10 May 2026

La tassa di soggiorno deve essere spesa esclusivamente per il turismo. Punto

Naturalmente visti i sondaggi e le proiezioni quest’anno dovrebbe essere l’anno d’oro del turismo italiano in ingresso. E allora si impone sempre lo stesso problema: la tassa di soggiorno. Che presa nel suo complesso dovrebbe essere molto cospicua. Direi che è arrivato il momento di fare un vero ragionamento su questa imposta che viene impiegata dai comuni per tappare buchi di bilancio, oppure viene impiegata su altre voci.
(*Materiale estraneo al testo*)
//! Error types for Prompter.
//!
//! This module defines a unified error enum that covers all error categories
//! in the application: configuration, I/O, record lookup, argument
//! validation, template rendering, and serialization.

use std::path::PathBuf;
use thiserror::Error;

/// Unified error type for Prompter.
///
/// All functions in the application return `Result<T, AppError>`.
/// We never panic; errors must be represented and propagated.
#[derive(Error, Debug)]
pub enum AppError {
    /// Configuration-related errors
    #[error("Configuration error: {0}")]
    Config(String),

    /// I/O and filesystem errors
    #[error("I/O error: {0}")]
    Io(#[from] std::io::Error),

    /// A prompt record does not exist
    #[error("Prompt not found: {0}")]
    NotFound(String),

    /// A prompt record with the same id already exists
    #[error("Prompt already exists: {0}")]
    AlreadyExists(String),

    /// Caller supplied a value outside the accepted set
    #[error("Invalid argument: {0}")]
    InvalidArgument(String),

    /// A template placeholder has no binding
    #[error("Undefined variable: '{name}'")]
    UndefinedVariable { name: String },

    /// The provider override file exists but cannot be understood
    #[error("Malformed override source {path:?}: {reason}")]
    MalformedOverrideSource { path: PathBuf, reason: String },

    /// Prompt system errors
    #[error("Prompt error: {0}")]
    Prompt(String),

    /// Serialization/deserialization errors
    #[error("Serialization error: {0}")]
    Serialization(String),

    /// Generic errors
    #[error("{0}")]
    Other(String),
}

impl From<serde_json::Error> for AppError {
    fn from(err: serde_json::Error) -> Self {
        AppError::Serialization(err.to_string())
    }
}

impl From<serde_yaml::Error> for AppError {
    fn from(err: serde_yaml::Error) -> Self {
        AppError::Serialization(err.to_string())
    }
}

/// Convenience type alias for Results with AppError.
pub type AppResult<T> = Result<T, AppError>;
Bene è arrivato il momento di fare un provvedimento stabile per destinare la tassa di soggiorno al turismo. Trasformare questa imposta in una vera imposta di scopo. In questo modo ogni comune potrebbe rafforzare la propria offerta turistica, impiegando questi denari nei modo e nelle maniere che attengono al sistema turistico della città o della regione.

A Cesare quel che è di Cesare

E’ assurdo, ed è una battaglia che facciamo ma quando la tassa di soggiorno è stata reintrodotta, che l’importo complessivo venga destinato ad altro. Il turismo si compone di decine e decine di fattori, per cui è necessario avere le risorse fresche per rimediare proprio nei punti più critici, per ampliare la forza attrattiva di una città, di migliorare l’offerta, e di iniziare a dare a Cesare quel che è di Cesare, e allo stato quello che è dello stato. per chi non l’avesse capita, in questo caso Cesare è il turismo.